(PROVIDED RECORDS)

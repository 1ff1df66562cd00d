//! The pool node: engine plus event dispatch.

use std::sync::Arc;

use sidepool_crypto::KeyDerivation;
use sidepool_mainchain::MainchainLookup;
use sidepool_sidechain::{
    AddOutcome, ChainEvent, PoolBlock, SideChain, SideChainError, TemplateInput,
};
use sidepool_types::Timestamp;
use sidepool_utils::format_duration;
use tracing::debug;

use crate::config::PoolConfig;
use crate::hooks::PoolHooks;

/// A running pool node: the consensus engine wired to its collaborators.
///
/// The p2p layer, stratum server, and primary-chain ingestion all sit
/// outside this crate; they feed blocks in through [`PoolNode::submit_block`]
/// and receive side effects through the [`PoolHooks`] they supplied.
pub struct PoolNode {
    chain: Arc<SideChain>,
    hooks: Arc<dyn PoolHooks>,
    started_at: Timestamp,
}

impl PoolNode {
    pub fn new(
        config: &PoolConfig,
        derivation: Arc<dyn KeyDerivation>,
        mainchain: Option<Arc<dyn MainchainLookup>>,
        hooks: Arc<dyn PoolHooks>,
        now: Timestamp,
    ) -> Self {
        let chain = Arc::new(SideChain::new(
            Arc::new(config.params()),
            derivation,
            mainchain,
        ));
        Self {
            chain,
            hooks,
            started_at: now,
        }
    }

    /// The consensus engine, for read-side queries.
    pub fn chain(&self) -> &Arc<SideChain> {
        &self.chain
    }

    /// Feed a block into the engine and dispatch the resulting events.
    ///
    /// Verification failures pass through as non-fatal errors; the caller
    /// decides whether the sending peer deserves a penalty via
    /// [`SideChainError::is_ban_worthy`].
    pub fn submit_block(
        &self,
        block: PoolBlock,
        now: Timestamp,
    ) -> Result<AddOutcome, SideChainError> {
        let outcome = self.chain.add_block(block, now)?;
        match &outcome {
            AddOutcome::Added { events } | AddOutcome::Deferred { events, .. } => {
                self.dispatch(events);
            }
            AddOutcome::AlreadySeen => {}
        }
        Ok(outcome)
    }

    /// Build the next mining template on the current tip.
    pub fn build_template(&self, input: &TemplateInput) -> PoolBlock {
        self.chain.build_template(input)
    }

    /// Drop stale blocks; see the engine's pruning rules.
    pub fn prune(&self, now: Timestamp) -> usize {
        self.chain.prune(now)
    }

    /// One-line status summary for periodic logging.
    pub fn status(&self, now: Timestamp) -> String {
        let tip = self.chain.tip();
        format!(
            "tip height {} ({} blocks stored, up {})",
            tip.height,
            self.chain.block_count(),
            format_duration(self.started_at.elapsed_since(now)),
        )
    }

    fn dispatch(&self, events: &[ChainEvent]) {
        for event in events {
            match event {
                ChainEvent::StoreBlock(id) => {
                    if let Some(block) = self.chain.get_block(id) {
                        self.hooks.store(&block);
                    }
                }
                ChainEvent::Broadcast(id) => {
                    if let Some(block) = self.chain.get_block(id) {
                        self.hooks.broadcast(&block);
                    }
                }
                ChainEvent::TipUpdated(id) => {
                    if let Some(block) = self.chain.get_block(id) {
                        self.hooks.update_tip(&block);
                    }
                }
                ChainEvent::Synchronized => self.hooks.synchronized(),
            }
        }
        debug!(count = events.len(), "dispatched chain events");
    }
}

/// Fresh extra-nonce for a new local template; miners randomize this so
/// identical templates from different workers get distinct identities.
pub fn new_extra_nonce() -> u32 {
    rand::random()
}

#[cfg(test)]
mod tests {
    use super::*;
    use sidepool_sidechain::testing::StubDerivation;
    use sidepool_types::{ChainId, MinerAddress, NetworkId, Timestamp};
    use std::sync::atomic::{AtomicUsize, Ordering};
    use std::sync::Mutex;

    #[derive(Default)]
    struct RecordingHooks {
        stored: AtomicUsize,
        broadcast: AtomicUsize,
        tips: Mutex<Vec<u64>>,
        synchronized: AtomicUsize,
    }

    impl PoolHooks for RecordingHooks {
        fn store(&self, _block: &PoolBlock) {
            self.stored.fetch_add(1, Ordering::Relaxed);
        }
        fn broadcast(&self, _block: &PoolBlock) {
            self.broadcast.fetch_add(1, Ordering::Relaxed);
        }
        fn update_tip(&self, block: &PoolBlock) {
            self.tips.lock().unwrap().push(block.side.height);
        }
        fn synchronized(&self) {
            self.synchronized.fetch_add(1, Ordering::Relaxed);
        }
    }

    fn dev_config() -> PoolConfig {
        PoolConfig {
            network: NetworkId::Dev,
            ..Default::default()
        }
    }

    fn node_with_hooks() -> (PoolNode, Arc<RecordingHooks>) {
        let hooks = Arc::new(RecordingHooks::default());
        let node = PoolNode::new(
            &dev_config(),
            Arc::new(StubDerivation),
            None,
            hooks.clone(),
            Timestamp::new(500),
        );
        (node, hooks)
    }

    fn template_input(height: u64) -> TemplateInput {
        TemplateInput {
            miner: MinerAddress::new([7; 64]),
            mainchain_height: 3_000_000 + height,
            mainchain_prev: ChainId([0x22; 32]),
            timestamp: Timestamp::new(1_000 + height),
            reward: 1_000_000,
            extra_nonce: height as u32,
        }
    }

    #[test]
    fn submitted_blocks_reach_the_hooks() {
        let (node, hooks) = node_with_hooks();

        let genesis = node.build_template(&template_input(0));
        node.submit_block(genesis, Timestamp::new(1_000)).unwrap();

        for h in 1..=3 {
            let block = node.build_template(&template_input(h));
            node.submit_block(block, Timestamp::new(1_000 + h)).unwrap();
        }

        assert_eq!(hooks.stored.load(Ordering::Relaxed), 4);
        assert_eq!(hooks.broadcast.load(Ordering::Relaxed), 4);
        assert_eq!(*hooks.tips.lock().unwrap(), vec![0, 1, 2, 3]);
        // Sync target defaults to zero: the genesis tip already satisfies it.
        assert_eq!(hooks.synchronized.load(Ordering::Relaxed), 1);
    }

    #[test]
    fn duplicate_submission_dispatches_nothing() {
        let (node, hooks) = node_with_hooks();
        let genesis = node.build_template(&template_input(0));
        node.submit_block(genesis.clone(), Timestamp::new(1_000))
            .unwrap();
        let stored = hooks.stored.load(Ordering::Relaxed);

        let outcome = node.submit_block(genesis, Timestamp::new(1_001)).unwrap();
        assert_eq!(outcome, AddOutcome::AlreadySeen);
        assert_eq!(hooks.stored.load(Ordering::Relaxed), stored);
    }

    #[test]
    fn status_mentions_tip_and_uptime() {
        let (node, _hooks) = node_with_hooks();
        let genesis = node.build_template(&template_input(0));
        node.submit_block(genesis, Timestamp::new(1_000)).unwrap();

        let status = node.status(Timestamp::new(560));
        assert!(status.contains("tip height 0"));
        assert!(status.contains("1 blocks stored"));
        assert!(status.contains("1m 0s"));
    }

    #[test]
    fn pool_block_round_trips_through_bincode_for_persistence() {
        let (node, _hooks) = node_with_hooks();
        let genesis = node.build_template(&template_input(0));

        let bytes = bincode::serialize(&genesis).unwrap();
        let decoded: PoolBlock = bincode::deserialize(&bytes).unwrap();
        assert_eq!(decoded.side, genesis.side);
        assert_eq!(decoded.mainchain, genesis.mainchain);
    }

    #[test]
    fn extra_nonces_vary() {
        let a = new_extra_nonce();
        let b = new_extra_nonce();
        let c = new_extra_nonce();
        // Three consecutive draws are overwhelmingly unlikely to collide.
        assert!(a != b || b != c);
    }
}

(End PROVIDED RECORDS)

Would you give the listing again, word for word?

repository 1ff1df66562cd00d
//! The pool node: engine plus event dispatch.

use std::sync::Arc;

use sidepool_crypto::KeyDerivation;
use sidepool_mainchain::MainchainLookup;
use sidepool_sidechain::{
    AddOutcome, ChainEvent, PoolBlock, SideChain, SideChainError, TemplateInput,
};
use sidepool_types::Timestamp;
use sidepool_utils::format_duration;
use tracing::debug;

use crate::config::PoolConfig;
use crate::hooks::PoolHooks;

/// A running pool node: the consensus engine wired to its collaborators.
///
/// The p2p layer, stratum server, and primary-chain ingestion all sit
/// outside this crate; they feed blocks in through [`PoolNode::submit_block`]
/// and receive side effects through the [`PoolHooks`] they supplied.
pub struct PoolNode {
    chain: Arc<SideChain>,
    hooks: Arc<dyn PoolHooks>,
    started_at: Timestamp,
}

impl PoolNode {
    pub fn new(
        config: &PoolConfig,
        derivation: Arc<dyn KeyDerivation>,
        mainchain: Option<Arc<dyn MainchainLookup>>,
        hooks: Arc<dyn PoolHooks>,
        now: Timestamp,
    ) -> Self {
        let chain = Arc::new(SideChain::new(
            Arc::new(config.params()),
            derivation,
            mainchain,
        ));
        Self {
            chain,
            hooks,
            started_at: now,
        }
    }

    /// The consensus engine, for read-side queries.
    pub fn chain(&self) -> &Arc<SideChain> {
        &self.chain
    }

    /// Feed a block into the engine and dispatch the resulting events.
    ///
    /// Verification failures pass through as non-fatal errors; the caller
    /// decides whether the sending peer deserves a penalty via
    /// [`SideChainError::is_ban_worthy`].
    pub fn submit_block(
        &self,
        block: PoolBlock,
        now: Timestamp,
    ) -> Result<AddOutcome, SideChainError> {
        let outcome = self.chain.add_block(block, now)?;
        match &outcome {
            AddOutcome::Added { events } | AddOutcome::Deferred { events, .. } => {
                self.dispatch(events);
            }
            AddOutcome::AlreadySeen => {}
        }
        Ok(outcome)
    }

    /// Build the next mining template on the current tip.
    pub fn build_template(&self, input: &TemplateInput) -> PoolBlock {
        self.chain.build_template(input)
    }

    /// Drop stale blocks; see the engine's pruning rules.
    pub fn prune(&self, now: Timestamp) -> usize {
        self.chain.prune(now)
    }

    /// One-line status summary for periodic logging.
    pub fn status(&self, now: Timestamp) -> String {
        let tip = self.chain.tip();
        format!(
            "tip height {} ({} blocks stored, up {})",
            tip.height,
            self.chain.block_count(),
            format_duration(self.started_at.elapsed_since(now)),
        )
    }

    fn dispatch(&self, events: &[ChainEvent]) {
        for event in events {
            match event {
                ChainEvent::StoreBlock(id) => {
                    if let Some(block) = self.chain.get_block(id) {
                        self.hooks.store(&block);
                    }
                }
                ChainEvent::Broadcast(id) => {
                    if let Some(block) = self.chain.get_block(id) {
                        self.hooks.broadcast(&block);
                    }
                }
                ChainEvent::TipUpdated(id) => {
                    if let Some(block) = self.chain.get_block(id) {
                        self.hooks.update_tip(&block);
                    }
                }
                ChainEvent::Synchronized => self.hooks.synchronized(),
            }
        }
        debug!(count = events.len(), "dispatched chain events");
    }
}

/// Fresh extra-nonce for a new local template; miners randomize this so
/// identical templates from different workers get distinct identities.
pub fn new_extra_nonce() -> u32 {
    rand::random()
}

#[cfg(test)]
mod tests {
    use super::*;
    use sidepool_sidechain::testing::StubDerivation;
    use sidepool_types::{ChainId, MinerAddress, NetworkId, Timestamp};
    use std::sync::atomic::{AtomicUsize, Ordering};
    use std::sync::Mutex;

    #[derive(Default)]
    struct RecordingHooks {
        stored: AtomicUsize,
        broadcast: AtomicUsize,
        tips: Mutex<Vec<u64>>,
        synchronized: AtomicUsize,
    }

    impl PoolHooks for RecordingHooks {
        fn store(&self, _block: &PoolBlock) {
            self.stored.fetch_add(1, Ordering::Relaxed);
        }
        fn broadcast(&self, _block: &PoolBlock) {
            self.broadcast.fetch_add(1, Ordering::Relaxed);
        }
        fn update_tip(&self, block: &PoolBlock) {
            self.tips.lock().unwrap().push(block.side.height);
        }
        fn synchronized(&self) {
            self.synchronized.fetch_add(1, Ordering::Relaxed);
        }
    }

    fn dev_config() -> PoolConfig {
        PoolConfig {
            network: NetworkId::Dev,
            ..Default::default()
        }
    }

    fn node_with_hooks() -> (PoolNode, Arc<RecordingHooks>) {
        let hooks = Arc::new(RecordingHooks::default());
        let node = PoolNode::new(
            &dev_config(),
            Arc::new(StubDerivation),
            None,
            hooks.clone(),
            Timestamp::new(500),
        );
        (node, hooks)
    }

    fn template_input(height: u64) -> TemplateInput {
        TemplateInput {
            miner: MinerAddress::new([7; 64]),
            mainchain_height: 3_000_000 + height,
            mainchain_prev: ChainId([0x22; 32]),
            timestamp: Timestamp::new(1_000 + height),
            reward: 1_000_000,
            extra_nonce: height as u32,
        }
    }

    #[test]
    fn submitted_blocks_reach_the_hooks() {
        let (node, hooks) = node_with_hooks();

        let genesis = node.build_template(&template_input(0));
        node.submit_block(genesis, Timestamp::new(1_000)).unwrap();

        for h in 1..=3 {
            let block = node.build_template(&template_input(h));
            node.submit_block(block, Timestamp::new(1_000 + h)).unwrap();
        }

        assert_eq!(hooks.stored.load(Ordering::Relaxed), 4);
        assert_eq!(hooks.broadcast.load(Ordering::Relaxed), 4);
        assert_eq!(*hooks.tips.lock().unwrap(), vec![0, 1, 2, 3]);
        // Sync target defaults to zero: the genesis tip already satisfies it.
        assert_eq!(hooks.synchronized.load(Ordering::Relaxed), 1);
    }

    #[test]
    fn duplicate_submission_dispatches_nothing() {
        let (node, hooks) = node_with_hooks();
        let genesis = node.build_template(&template_input(0));
        node.submit_block(genesis.clone(), Timestamp::new(1_000))
            .unwrap();
        let stored = hooks.stored.load(Ordering::Relaxed);

        let outcome = node.submit_block(genesis, Timestamp::new(1_001)).unwrap();
        assert_eq!(outcome, AddOutcome::AlreadySeen);
        assert_eq!(hooks.stored.load(Ordering::Relaxed), stored);
    }

    #[test]
    fn status_mentions_tip_and_uptime() {
        let (node, _hooks) = node_with_hooks();
        let genesis = node.build_template(&template_input(0));
        node.submit_block(genesis, Timestamp::new(1_000)).unwrap();

        let status = node.status(Timestamp::new(560));
        assert!(status.contains("tip height 0"));
        assert!(status.contains("1 blocks stored"));
        assert!(status.contains("1m 0s"));
    }

    #[test]
    fn pool_block_round_trips_through_bincode_for_persistence() {
        let (node, _hooks) = node_with_hooks();
        let genesis = node.build_template(&template_input(0));

        let bytes = bincode::serialize(&genesis).unwrap();
        let decoded: PoolBlock = bincode::deserialize(&bytes).unwrap();
        assert_eq!(decoded.side, genesis.side);
        assert_eq!(decoded.mainchain, genesis.mainchain);
    }

    #[test]
    fn extra_nonces_vary() {
        let a = new_extra_nonce();
        let b = new_extra_nonce();
        let c = new_extra_nonce();
        // Three consecutive draws are overwhelmingly unlikely to collide.
        assert!(a != b || b != c);
    }
}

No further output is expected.